» **Source material**

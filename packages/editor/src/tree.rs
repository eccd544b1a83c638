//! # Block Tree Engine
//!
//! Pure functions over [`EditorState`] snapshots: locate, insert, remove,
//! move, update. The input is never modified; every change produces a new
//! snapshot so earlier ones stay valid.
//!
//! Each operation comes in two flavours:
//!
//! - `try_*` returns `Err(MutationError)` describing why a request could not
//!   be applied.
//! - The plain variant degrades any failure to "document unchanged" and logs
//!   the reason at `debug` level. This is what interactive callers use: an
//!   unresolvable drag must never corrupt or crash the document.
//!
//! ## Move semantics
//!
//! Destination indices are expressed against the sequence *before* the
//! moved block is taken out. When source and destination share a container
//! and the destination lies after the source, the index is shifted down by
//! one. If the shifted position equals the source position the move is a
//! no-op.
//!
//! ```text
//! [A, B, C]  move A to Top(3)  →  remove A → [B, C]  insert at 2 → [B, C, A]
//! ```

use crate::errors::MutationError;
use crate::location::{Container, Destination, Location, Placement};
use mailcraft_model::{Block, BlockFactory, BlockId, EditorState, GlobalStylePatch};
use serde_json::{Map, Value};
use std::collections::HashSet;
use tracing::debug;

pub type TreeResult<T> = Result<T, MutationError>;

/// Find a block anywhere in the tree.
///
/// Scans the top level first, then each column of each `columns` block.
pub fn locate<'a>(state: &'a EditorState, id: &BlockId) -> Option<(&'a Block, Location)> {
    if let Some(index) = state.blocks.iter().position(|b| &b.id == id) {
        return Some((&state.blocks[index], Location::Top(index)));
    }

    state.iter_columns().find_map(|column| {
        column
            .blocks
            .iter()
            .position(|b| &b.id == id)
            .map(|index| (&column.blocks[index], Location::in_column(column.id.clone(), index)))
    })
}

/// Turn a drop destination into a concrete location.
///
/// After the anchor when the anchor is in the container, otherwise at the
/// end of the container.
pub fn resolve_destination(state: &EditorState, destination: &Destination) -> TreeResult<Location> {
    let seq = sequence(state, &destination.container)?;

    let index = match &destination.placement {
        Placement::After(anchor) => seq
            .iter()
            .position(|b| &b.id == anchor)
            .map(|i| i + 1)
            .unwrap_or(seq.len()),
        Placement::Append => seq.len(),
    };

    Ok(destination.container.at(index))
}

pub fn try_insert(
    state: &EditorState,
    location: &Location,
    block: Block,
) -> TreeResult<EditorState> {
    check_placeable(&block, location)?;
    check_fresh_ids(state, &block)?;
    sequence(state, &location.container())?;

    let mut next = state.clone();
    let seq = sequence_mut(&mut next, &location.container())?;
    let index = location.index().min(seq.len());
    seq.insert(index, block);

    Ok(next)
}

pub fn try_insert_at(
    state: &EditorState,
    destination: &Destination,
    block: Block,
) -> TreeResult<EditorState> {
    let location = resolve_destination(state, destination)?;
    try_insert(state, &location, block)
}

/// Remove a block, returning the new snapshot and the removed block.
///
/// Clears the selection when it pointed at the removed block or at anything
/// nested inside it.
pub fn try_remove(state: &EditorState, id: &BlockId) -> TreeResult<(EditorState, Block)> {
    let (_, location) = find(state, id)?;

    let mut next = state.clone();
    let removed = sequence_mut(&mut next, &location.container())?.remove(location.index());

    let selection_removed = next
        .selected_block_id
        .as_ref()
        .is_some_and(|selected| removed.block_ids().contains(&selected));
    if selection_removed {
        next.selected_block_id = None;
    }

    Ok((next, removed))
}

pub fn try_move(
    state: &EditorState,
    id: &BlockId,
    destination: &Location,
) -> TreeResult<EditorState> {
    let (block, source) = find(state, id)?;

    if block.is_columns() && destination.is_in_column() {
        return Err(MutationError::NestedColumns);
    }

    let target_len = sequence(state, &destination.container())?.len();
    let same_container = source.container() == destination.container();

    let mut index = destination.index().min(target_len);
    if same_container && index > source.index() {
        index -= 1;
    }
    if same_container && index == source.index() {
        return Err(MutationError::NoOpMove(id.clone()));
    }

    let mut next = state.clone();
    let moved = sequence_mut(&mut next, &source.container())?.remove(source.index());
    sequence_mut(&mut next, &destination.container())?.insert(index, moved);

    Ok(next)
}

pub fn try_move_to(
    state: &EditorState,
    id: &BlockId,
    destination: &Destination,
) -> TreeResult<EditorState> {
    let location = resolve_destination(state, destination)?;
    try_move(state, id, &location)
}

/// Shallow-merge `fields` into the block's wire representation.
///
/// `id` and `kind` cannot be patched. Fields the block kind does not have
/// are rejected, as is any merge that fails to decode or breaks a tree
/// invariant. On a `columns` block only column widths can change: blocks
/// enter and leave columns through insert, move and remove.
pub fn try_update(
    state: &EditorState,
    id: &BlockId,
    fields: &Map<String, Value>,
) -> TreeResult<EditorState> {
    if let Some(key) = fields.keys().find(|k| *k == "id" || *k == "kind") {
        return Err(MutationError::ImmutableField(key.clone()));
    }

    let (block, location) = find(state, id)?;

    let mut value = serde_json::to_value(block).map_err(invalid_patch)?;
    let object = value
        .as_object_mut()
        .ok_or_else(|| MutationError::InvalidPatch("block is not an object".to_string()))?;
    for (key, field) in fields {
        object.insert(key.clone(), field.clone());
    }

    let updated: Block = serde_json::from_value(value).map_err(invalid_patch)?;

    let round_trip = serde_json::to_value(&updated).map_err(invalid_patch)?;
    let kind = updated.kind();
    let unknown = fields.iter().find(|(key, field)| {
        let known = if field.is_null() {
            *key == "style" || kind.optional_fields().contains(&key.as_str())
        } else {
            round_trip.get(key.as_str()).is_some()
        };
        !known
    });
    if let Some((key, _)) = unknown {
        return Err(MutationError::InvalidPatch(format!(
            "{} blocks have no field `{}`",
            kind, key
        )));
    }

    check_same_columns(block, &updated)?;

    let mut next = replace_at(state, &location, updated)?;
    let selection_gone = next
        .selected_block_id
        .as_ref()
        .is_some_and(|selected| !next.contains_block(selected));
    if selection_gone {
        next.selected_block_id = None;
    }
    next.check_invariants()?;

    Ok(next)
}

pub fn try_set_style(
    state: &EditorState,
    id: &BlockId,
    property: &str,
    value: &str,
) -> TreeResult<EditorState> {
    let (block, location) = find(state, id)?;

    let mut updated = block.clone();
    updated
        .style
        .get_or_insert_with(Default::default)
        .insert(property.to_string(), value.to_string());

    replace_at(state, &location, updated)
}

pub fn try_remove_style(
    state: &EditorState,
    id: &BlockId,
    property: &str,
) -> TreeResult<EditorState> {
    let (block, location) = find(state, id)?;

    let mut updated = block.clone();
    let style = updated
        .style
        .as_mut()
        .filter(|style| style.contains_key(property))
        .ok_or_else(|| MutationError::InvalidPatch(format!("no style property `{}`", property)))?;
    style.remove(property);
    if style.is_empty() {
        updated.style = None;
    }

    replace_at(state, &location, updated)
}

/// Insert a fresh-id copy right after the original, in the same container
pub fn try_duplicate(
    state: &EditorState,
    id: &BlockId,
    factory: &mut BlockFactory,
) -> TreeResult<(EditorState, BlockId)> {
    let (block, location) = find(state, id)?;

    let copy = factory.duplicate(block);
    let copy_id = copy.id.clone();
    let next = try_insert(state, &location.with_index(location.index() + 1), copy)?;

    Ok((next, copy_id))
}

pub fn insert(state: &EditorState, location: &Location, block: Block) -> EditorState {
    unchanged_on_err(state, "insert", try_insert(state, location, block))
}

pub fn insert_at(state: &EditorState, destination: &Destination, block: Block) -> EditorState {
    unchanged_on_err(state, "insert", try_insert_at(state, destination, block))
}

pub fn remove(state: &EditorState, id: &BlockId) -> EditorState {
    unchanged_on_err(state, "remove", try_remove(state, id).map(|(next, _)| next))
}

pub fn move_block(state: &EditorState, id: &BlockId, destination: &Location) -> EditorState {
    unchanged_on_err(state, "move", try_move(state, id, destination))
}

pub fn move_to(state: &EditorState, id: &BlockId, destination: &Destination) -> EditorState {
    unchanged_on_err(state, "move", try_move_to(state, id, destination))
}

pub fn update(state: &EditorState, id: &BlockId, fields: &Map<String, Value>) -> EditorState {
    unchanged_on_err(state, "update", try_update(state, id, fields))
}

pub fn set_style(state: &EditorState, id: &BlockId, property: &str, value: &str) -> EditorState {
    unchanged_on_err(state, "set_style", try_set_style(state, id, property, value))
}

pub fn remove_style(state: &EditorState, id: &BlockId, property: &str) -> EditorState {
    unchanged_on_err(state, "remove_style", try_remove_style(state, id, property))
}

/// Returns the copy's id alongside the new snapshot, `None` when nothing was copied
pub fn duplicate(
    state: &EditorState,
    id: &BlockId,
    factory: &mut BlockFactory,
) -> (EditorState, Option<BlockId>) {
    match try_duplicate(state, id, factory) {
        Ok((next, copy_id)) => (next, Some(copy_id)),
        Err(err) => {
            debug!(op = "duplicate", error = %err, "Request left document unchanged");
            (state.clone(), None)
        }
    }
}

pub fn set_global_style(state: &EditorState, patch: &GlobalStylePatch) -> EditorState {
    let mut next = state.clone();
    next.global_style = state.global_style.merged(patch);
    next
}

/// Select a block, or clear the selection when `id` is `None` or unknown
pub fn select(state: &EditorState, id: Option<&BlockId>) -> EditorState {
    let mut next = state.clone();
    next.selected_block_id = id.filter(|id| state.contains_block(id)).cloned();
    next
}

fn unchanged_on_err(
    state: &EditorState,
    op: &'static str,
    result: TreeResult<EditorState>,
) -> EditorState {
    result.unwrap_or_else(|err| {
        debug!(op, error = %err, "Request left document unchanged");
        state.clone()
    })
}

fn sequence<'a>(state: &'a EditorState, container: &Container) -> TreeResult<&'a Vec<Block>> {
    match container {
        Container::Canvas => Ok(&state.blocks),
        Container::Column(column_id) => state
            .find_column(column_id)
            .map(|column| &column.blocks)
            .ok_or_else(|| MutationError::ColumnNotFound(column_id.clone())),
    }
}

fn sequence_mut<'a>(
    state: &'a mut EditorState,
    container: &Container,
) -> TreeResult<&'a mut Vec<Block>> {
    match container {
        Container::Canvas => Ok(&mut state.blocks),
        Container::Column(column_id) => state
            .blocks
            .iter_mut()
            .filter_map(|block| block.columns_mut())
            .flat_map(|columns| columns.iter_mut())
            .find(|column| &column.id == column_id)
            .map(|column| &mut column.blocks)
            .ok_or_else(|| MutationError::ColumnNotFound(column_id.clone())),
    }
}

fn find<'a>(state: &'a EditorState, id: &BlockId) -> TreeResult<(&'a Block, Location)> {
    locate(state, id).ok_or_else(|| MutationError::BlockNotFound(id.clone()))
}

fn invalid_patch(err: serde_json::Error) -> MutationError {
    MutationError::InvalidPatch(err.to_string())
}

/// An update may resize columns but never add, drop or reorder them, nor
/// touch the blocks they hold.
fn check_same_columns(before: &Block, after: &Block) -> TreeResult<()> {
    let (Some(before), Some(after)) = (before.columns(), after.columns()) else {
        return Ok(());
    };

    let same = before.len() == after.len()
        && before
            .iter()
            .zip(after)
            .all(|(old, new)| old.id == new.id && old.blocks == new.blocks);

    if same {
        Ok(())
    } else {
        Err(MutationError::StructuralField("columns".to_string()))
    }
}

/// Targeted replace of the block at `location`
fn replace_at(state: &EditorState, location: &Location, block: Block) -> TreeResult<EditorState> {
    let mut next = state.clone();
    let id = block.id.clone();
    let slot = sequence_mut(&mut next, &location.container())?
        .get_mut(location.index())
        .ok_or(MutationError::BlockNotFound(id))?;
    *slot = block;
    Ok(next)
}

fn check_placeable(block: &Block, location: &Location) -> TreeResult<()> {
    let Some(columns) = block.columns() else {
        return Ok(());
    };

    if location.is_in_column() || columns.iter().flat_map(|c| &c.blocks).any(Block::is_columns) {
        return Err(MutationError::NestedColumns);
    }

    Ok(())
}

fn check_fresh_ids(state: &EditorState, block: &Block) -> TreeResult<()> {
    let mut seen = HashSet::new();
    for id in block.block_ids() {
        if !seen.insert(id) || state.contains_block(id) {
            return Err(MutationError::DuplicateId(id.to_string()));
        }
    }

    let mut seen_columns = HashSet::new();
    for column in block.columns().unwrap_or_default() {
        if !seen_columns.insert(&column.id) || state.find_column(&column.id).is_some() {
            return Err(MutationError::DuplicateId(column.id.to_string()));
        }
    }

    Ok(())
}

...

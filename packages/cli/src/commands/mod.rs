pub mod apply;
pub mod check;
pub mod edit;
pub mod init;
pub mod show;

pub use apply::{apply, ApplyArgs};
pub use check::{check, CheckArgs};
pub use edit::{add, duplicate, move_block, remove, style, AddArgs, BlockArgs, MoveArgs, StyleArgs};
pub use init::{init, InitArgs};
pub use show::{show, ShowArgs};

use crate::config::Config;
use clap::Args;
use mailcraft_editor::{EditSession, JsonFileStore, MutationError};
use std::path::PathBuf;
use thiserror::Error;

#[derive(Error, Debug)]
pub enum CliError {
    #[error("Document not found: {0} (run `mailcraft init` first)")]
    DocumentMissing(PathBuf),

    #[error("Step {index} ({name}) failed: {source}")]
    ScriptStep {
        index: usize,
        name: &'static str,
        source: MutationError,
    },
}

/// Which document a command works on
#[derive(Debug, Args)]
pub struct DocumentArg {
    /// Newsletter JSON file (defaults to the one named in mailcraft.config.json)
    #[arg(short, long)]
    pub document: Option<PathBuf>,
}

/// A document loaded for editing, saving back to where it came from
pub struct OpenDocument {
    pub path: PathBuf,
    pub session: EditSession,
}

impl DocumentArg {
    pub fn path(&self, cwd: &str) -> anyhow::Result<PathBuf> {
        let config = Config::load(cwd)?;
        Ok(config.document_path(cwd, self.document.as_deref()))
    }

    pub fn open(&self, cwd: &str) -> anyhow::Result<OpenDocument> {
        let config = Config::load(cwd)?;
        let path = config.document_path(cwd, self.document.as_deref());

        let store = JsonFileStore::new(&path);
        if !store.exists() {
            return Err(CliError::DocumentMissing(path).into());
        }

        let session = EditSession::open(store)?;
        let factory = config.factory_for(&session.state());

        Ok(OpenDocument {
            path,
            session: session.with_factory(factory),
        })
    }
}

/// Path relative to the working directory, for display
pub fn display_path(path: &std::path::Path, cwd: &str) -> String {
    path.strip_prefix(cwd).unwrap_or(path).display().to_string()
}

» **Problem to work on**
Say how many lines of the data include the string "first". Nothing other than the number should be given.

» **Answer below**
2